EXERCISE INSTRUCTIONS: Each line from the one containing "let _ = out.execute(terminal::LeaveAlternateScreen);" through the end of the data below is to be output verbatim, with no lines added or left out.

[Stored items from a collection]
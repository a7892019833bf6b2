// Copyright (c) 2026 rezky_nightky

use std::io::{stdout, Result, Write};
use std::time::Duration;

use crossterm::{
    cursor,
    event::{self, Event, KeyCode, KeyEvent, KeyEventKind, KeyModifiers},
    style::{Attribute, ResetColor, SetAttribute},
    terminal, ExecutableCommand,
};

#[derive(Clone, Copy, Debug, PartialEq, Eq)]
pub enum UserEvent {
    /// `q`, `Q` or `Esc`.
    Quit,
    /// Ctrl-C while the terminal is in raw mode.
    Interrupt,
    /// Any other key press.
    Key,
    Resize(u16, u16),
}

/// Where the animation gets keys and terminal dimensions from.
pub trait EventSource {
    /// Waits up to `timeout` for one event. A zero timeout never blocks.
    fn next_event(&mut self, timeout: Duration) -> Result<Option<UserEvent>>;
    fn size(&self) -> Result<(u16, u16)>;
}

pub fn classify_key(k: KeyEvent) -> Option<UserEvent> {
    if k.kind != KeyEventKind::Press {
        return None;
    }
    Some(match (k.code, k.modifiers) {
        (KeyCode::Char('c'), m) | (KeyCode::Char('C'), m) if m.contains(KeyModifiers::CONTROL) => {
            UserEvent::Interrupt
        }
        (KeyCode::Esc, _) | (KeyCode::Char('q'), _) | (KeyCode::Char('Q'), _) => UserEvent::Quit,
        _ => UserEvent::Key,
    })
}

/// Clamps a reported size so a zero dimension still yields a 1x1 surface.
pub fn clamp_size((w, h): (u16, u16)) -> (u16, u16) {
    (w.max(1), h.max(1))
}

pub struct CrosstermEvents;

impl EventSource for CrosstermEvents {
    fn next_event(&mut self, timeout: Duration) -> Result<Option<UserEvent>> {
        if !event::poll(timeout)? {
            return Ok(None);
        }
        Ok(match event::read()? {
            Event::Key(k) => classify_key(k),
            Event::Resize(w, h) => Some(UserEvent::Resize(w, h)),
            _ => None,
        })
    }

    fn size(&self) -> Result<(u16, u16)> {
        terminal::size().map(clamp_size)
    }
}

/// Holds raw mode for the lifetime of the session and undoes everything on drop.
pub struct TerminalGuard {
    _private: (),
}

impl TerminalGuard {
    pub fn new() -> Result<Self> {
        terminal::enable_raw_mode()?;
        Ok(Self { _private: () })
    }
}

impl Drop for TerminalGuard {
    fn drop(&mut self) {
        let _ = terminal::disable_raw_mode();
        let mut out = stdout();
        let _ = out.execute(cursor::Show);
        let _ = out.flush();
    }
}

pub fn restore_terminal_best_effort() {
    let mut out = stdout();
    let _ = out.execute(SetAttribute(Attribute::Reset));
    let _ = out.execute(ResetColor);
    let _ = out.execute(cursor::Show);
    let _ = out.execute(terminal::EnableLineWrap);
    let _ = out.execute(terminal::LeaveAlternateScreen);
    let _ = terminal::disable_raw_mode();
    let _ = out.flush();
}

ANSWER SECTION:
    let _ = out.execute(terminal::LeaveAlternateScreen);
    let _ = terminal::disable_raw_mode();
    let _ = out.flush();
}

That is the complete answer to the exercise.